*Material for the task*:
//! Crawler coordinator - main crawl orchestration logic
//!
//! This module contains the run loops that tie the components together:
//! - Searching every configured query and saving the hits
//! - Crawling keyword by keyword, downloading hits as they are found
//! - Downloading the articles listed in a search-results file
//! - Batching, politeness pauses and cooperative cancellation
//! - Writing the final download report

use crate::config::Config;
use crate::crawler::extractor::ArticleExtractor;
use crate::crawler::fetcher::{HttpTransport, Transport};
use crate::crawler::media::MediaDownloader;
use crate::crawler::scheduler::Pacer;
use crate::crawler::search::{SearchPaginator, SearchQuery};
use crate::models::{ArticleSummary, DownloadReport, SearchHit};
use crate::output::{
    existing_article_urls, load_search_results, resolve_results_path, write_report,
    write_search_results, ArticleWriter, RunStatistics,
};
use crate::state::{CandidateState, KeywordState, SkipReason};
use crate::storage::DownloadedSet;
use crate::HarvestError;
use futures::stream::{self, StreamExt};
use std::collections::HashSet;
use std::path::{Path, PathBuf};
use std::sync::atomic::{AtomicBool, AtomicUsize, Ordering};
use std::sync::Arc;
use tracing::{debug, info, warn};
use url::Url;

/// What a run does
#[derive(Debug, Clone, PartialEq, Eq)]
pub enum RunMode {
    /// Search every configured query and write the search-results file
    Search,

    /// Search each keyword and download its hits right away
    Crawl,

    /// Download the articles listed in a search-results file
    ///
    /// Without a path the default file names are probed.
    Download(Option<PathBuf>),
}

/// Main crawler coordinator structure
pub struct Coordinator {
    config: Arc<Config>,
    downloaded: DownloadedSet,
    paginator: SearchPaginator,
    extractor: ArticleExtractor,
    writer: ArticleWriter,
    pacer: Pacer,
    cancel: Arc<AtomicBool>,
    untitled_counter: AtomicUsize,
    dispatched: HashSet<String>,
    stats: RunStatistics,
}

impl Coordinator {
    /// Creates a coordinator talking to the real site
    ///
    /// # Arguments
    ///
    /// * `config` - The harvester configuration
    ///
    /// # Returns
    ///
    /// * `Ok(Coordinator)` - Successfully created coordinator
    /// * `Err(HarvestError)` - The HTTP client or dedup store could not be set up
    pub fn new(config: Config) -> Result<Self, HarvestError> {
        let transport: Arc<dyn Transport> = Arc::new(HttpTransport::from_config(&config.http)?);
        let downloaded = DownloadedSet::open(&config.dedup)?;
        Self::with_transport(config, transport, downloaded)
    }

    /// Creates a coordinator around an injected transport and dedup stores
    pub fn with_transport(
        config: Config,
        transport: Arc<dyn Transport>,
        downloaded: DownloadedSet,
    ) -> Result<Self, HarvestError> {
        let site_base = Url::parse(&config.site.base_url)?;

        if config.dedup.seed_from_output {
            let articles_dir = Path::new(&config.output.articles_dir);
            let mut seeded = 0;
            for url in existing_article_urls(articles_dir)? {
                if downloaded.articles.mark_seen(&url)? {
                    seeded += 1;
                }
            }
            info!("Seeded {} article URLs from {}", seeded, articles_dir.display());
        }

        let pacer = Pacer::from_config(&config.politeness);

        let paginator = SearchPaginator::new(
            Arc::clone(&transport),
            config.site.search_url.clone(),
            site_base.clone(),
            pacer,
        )
        .with_category(config.search.category.clone())
        .with_seen_filter(Arc::clone(&downloaded.articles));

        let media = Arc::new(MediaDownloader::new(
            Arc::clone(&transport),
            Arc::clone(&downloaded.media),
            site_base.clone(),
            &config.output.images_dir,
            &config.output.videos_dir,
        ));

        let extractor =
            ArticleExtractor::new(transport, media, site_base, config.site.home_title.clone());

        let writer = ArticleWriter::new(
            &config.output.articles_dir,
            Arc::clone(&downloaded.articles),
        );

        Ok(Self {
            config: Arc::new(config),
            downloaded,
            paginator,
            extractor,
            writer,
            pacer,
            cancel: Arc::new(AtomicBool::new(false)),
            untitled_counter: AtomicUsize::new(0),
            dispatched: HashSet::new(),
            stats: RunStatistics::new(),
        })
    }

    /// Flag that stops the run at the next keyword or article boundary
    pub fn cancel_flag(&self) -> Arc<AtomicBool> {
        Arc::clone(&self.cancel)
    }

    pub fn stats(&self) -> &RunStatistics {
        &self.stats
    }

    pub fn downloaded(&self) -> &DownloadedSet {
        &self.downloaded
    }

    fn is_cancelled(&self) -> bool {
        self.cancel.load(Ordering::SeqCst)
    }

    /// Creates the article and media directories ahead of the first write
    fn prepare_output_dirs(&self) -> Result<(), HarvestError> {
        let output = &self.config.output;
        for dir in [&output.articles_dir, &output.images_dir, &output.videos_dir] {
            std::fs::create_dir_all(dir)?;
        }
        Ok(())
    }

    /// Runs the given mode to completion (or cancellation)
    pub async fn run(&mut self, mode: RunMode) -> Result<(), HarvestError> {
        match mode {
            RunMode::Search => {
                self.run_search().await?;
            }
            RunMode::Crawl => {
                self.run_crawl().await?;
            }
            RunMode::Download(path) => {
                let path = resolve_results_path(path.as_deref())?;
                info!("Loading search results from {}", path.display());
                let hits = load_search_results(&path)?;
                self.run_download(hits).await?;
            }
        }
        Ok(())
    }

    /// Queries run by search mode: the dated queries, or the plain keywords if none
    pub fn search_queries(&self) -> Result<Vec<SearchQuery>, HarvestError> {
        let search = &self.config.search;
        if search.queries.is_empty() {
            return Ok(self.keyword_queries());
        }

        search
            .queries
            .iter()
            .map(|entry| SearchQuery::from_entry(entry, search.max_pages).map_err(Into::into))
            .collect()
    }

    /// Queries run by crawl mode: one undated query per keyword
    pub fn keyword_queries(&self) -> Vec<SearchQuery> {
        let search = &self.config.search;
        search
            .keywords
            .iter()
            .map(|keyword| SearchQuery::new(keyword.clone(), search.max_pages))
            .collect()
    }

    /// Searches every query and writes the deduplicated hits
    pub async fn run_search(&mut self) -> Result<Vec<SearchHit>, HarvestError> {
        let mut all_hits = Vec::new();

        for query in self.search_queries()? {
            if self.is_cancelled() {
                warn!("Cancelled, skipping remaining searches");
                break;
            }
            let (hits, _) = self.search_keyword(&query).await;
            all_hits.extend(hits);
        }

        let unique = dedup_by_url(all_hits);
        let path = Path::new(&self.config.output.search_results_path);
        write_search_results(path, &unique).await?;
        info!("Saved {} search results to {}", unique.len(), path.display());

        Ok(unique)
    }

    /// Searches each keyword and downloads its hits before moving on
    pub async fn run_crawl(&mut self) -> Result<DownloadReport, HarvestError> {
        self.prepare_output_dirs()?;
        let mut summaries = Vec::new();

        for query in self.keyword_queries() {
            if self.is_cancelled() {
                warn!("Cancelled, skipping remaining keywords");
                break;
            }
            let (hits, state) = self.search_keyword(&query).await;
            summaries.extend(self.process_candidates(hits).await);
            debug!("'{}': {}", query.keyword, state.finish());
        }

        self.finish(summaries).await
    }

    /// Downloads the given hits, capped at the target article count
    pub async fn run_download(
        &mut self,
        mut hits: Vec<SearchHit>,
    ) -> Result<DownloadReport, HarvestError> {
        self.prepare_output_dirs()?;
        info!("Loaded {} search results", hits.len());

        let target = self.config.politeness.target_article_count;
        if hits.len() > target {
            info!("Limiting download to {} articles", target);
            hits.truncate(target);
        }

        let summaries = self.process_candidates(hits).await;
        self.finish(summaries).await
    }

    async fn search_keyword(&mut self, query: &SearchQuery) -> (Vec<SearchHit>, KeywordState) {
        info!("Searching '{}'", query.keyword);

        let (hits, state) = {
            let mut session = self.paginator.search(query);
            let hits = session.collect_hits().await;
            (hits, session.keyword_state())
        };

        self.stats.keywords_searched += 1;
        self.stats.hits_found += hits.len() as u64;
        info!("Found {} articles for '{}' ({})", hits.len(), query.keyword, state);

        (hits, state)
    }

    /// Processes candidates in batches and returns the summaries of written articles
    ///
    /// Candidates are deduplicated by URL across the whole run. Each batch runs with
    /// at most `crawler.workers` extractions in flight and is followed by the batch pause.
    pub async fn process_candidates(&mut self, hits: Vec<SearchHit>) -> Vec<ArticleSummary> {
        let candidates: Vec<SearchHit> = hits
            .into_iter()
            .filter(|hit| self.dispatched.insert(hit.url.clone()))
            .collect();
        self.stats.candidates += candidates.len() as u64;

        let batch_size = self.pacer.batch_size();
        let workers = self.config.crawler.workers.max(1);
        let batch_count = candidates.len().div_ceil(batch_size);

        let mut summaries = Vec::new();
        for (index, batch) in candidates.chunks(batch_size).enumerate() {
            let outcomes: Vec<(CandidateState, Option<ArticleSummary>)> = {
                let this = &*self;
                stream::iter(batch)
                    .map(|hit| this.process_one(hit))
                    .buffered(workers)
                    .collect()
                    .await
            };

            for (state, summary) in outcomes {
                self.stats.record(state);
                if let Some(summary) = summary {
                    self.stats.images_saved += summary.images as u64;
                    self.stats.videos_saved += summary.videos as u64;
                    summaries.push(summary);
                }
            }

            if index + 1 < batch_count && !self.is_cancelled() {
                debug!("Batch {}/{} done, pausing", index + 1, batch_count);
                self.pacer.pause_batch().await;
            }
        }

        summaries
    }

    async fn process_one(&self, hit: &SearchHit) -> (CandidateState, Option<ArticleSummary>) {
        let state = CandidateState::Pending;

        if self.is_cancelled() {
            return (advance(state, CandidateState::Skipped(SkipReason::Cancelled)), None);
        }

        match self.downloaded.articles.seen(&hit.url) {
            Ok(true) => {
                debug!("Already downloaded {}", hit.url);
                return (advance(state, CandidateState::Skipped(SkipReason::AlreadySeen)), None);
            }
            Ok(false) => {}
            Err(e) => warn!("Dedup lookup failed for {}: {}", hit.url, e),
        }

        info!("Processing article: {}", hit.title);
        let outcome = match self.extractor.extract(&hit.url, Some(&hit.title)).await {
            None => (
                advance(state, CandidateState::Skipped(SkipReason::ExtractionFailed)),
                None,
            ),
            Some(mut article) => {
                let state = advance(state, CandidateState::Fetched);

                if article.title.is_none() {
                    let n = self.untitled_counter.fetch_add(1, Ordering::SeqCst) + 1;
                    article.title = Some(format!("Untitled Article {}", n));
                }

                match self.writer.write(&mut article).await {
                    Ok(filename) => {
                        info!(
                            "Saved {} ({} images, {} videos)",
                            filename,
                            article.images.len(),
                            article.videos.len()
                        );
                        (advance(state, CandidateState::Written), Some(article.summary()))
                    }
                    Err(e) => {
                        warn!("Failed to write article {}: {}", hit.url, e);
                        (
                            advance(state, CandidateState::Skipped(SkipReason::WriteFailed)),
                            None,
                        )
                    }
                }
            }
        };

        self.pacer.pause().await;
        outcome
    }

    /// Writes the download report for the written articles
    async fn finish(&self, summaries: Vec<ArticleSummary>) -> Result<DownloadReport, HarvestError> {
        let report = DownloadReport::new(summaries);
        let path = Path::new(&self.config.output.report_path);
        write_report(path, &report).await?;
        info!(
            "Downloaded {} articles, report saved to {}",
            report.total_articles,
            path.display()
        );
        Ok(report)
    }
}

fn advance(current: CandidateState, next: CandidateState) -> CandidateState {
    debug_assert!(
        current.can_transition_to(next),
        "invalid candidate transition {} -> {}",
        current,
        next
    );
    next
}

/// Keeps the first hit for each URL, preserving order
pub fn dedup_by_url(hits: Vec<SearchHit>) -> Vec<SearchHit> {
    let mut seen = HashSet::new();
    hits.into_iter()
        .filter(|hit| seen.insert(hit.url.clone()))
        .collect()
}

/// Runs one mode with the real HTTP transport
///
/// # Example
///
/// ```no_run
/// use bbc_harvest::config::Config;
/// use bbc_harvest::crawler::{run_harvest, RunMode};
///
/// # async fn example() -> Result<(), Box<dyn std::error::Error>> {
/// run_harvest(Config::default(), RunMode::Crawl).await?;
/// # Ok(())
/// # }
/// ```
pub async fn run_harvest(config: Config, mode: RunMode) -> Result<RunStatistics, HarvestError> {
    let mut coordinator = Coordinator::new(config)?;
    coordinator.run(mode).await?;
    Ok(coordinator.stats().clone())
}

*Task details*: Transcribe, with no changes, the listing above from its first line through the line with "use crate::config::Config;", including that line, and stop once it is done.

*Worked solution*:
//! Crawler coordinator - main crawl orchestration logic
//!
//! This module contains the run loops that tie the components together:
//! - Searching every configured query and saving the hits
//! - Crawling keyword by keyword, downloading hits as they are found
//! - Downloading the articles listed in a search-results file
//! - Batching, politeness pauses and cooperative cancellation
//! - Writing the final download report

use crate::config::Config;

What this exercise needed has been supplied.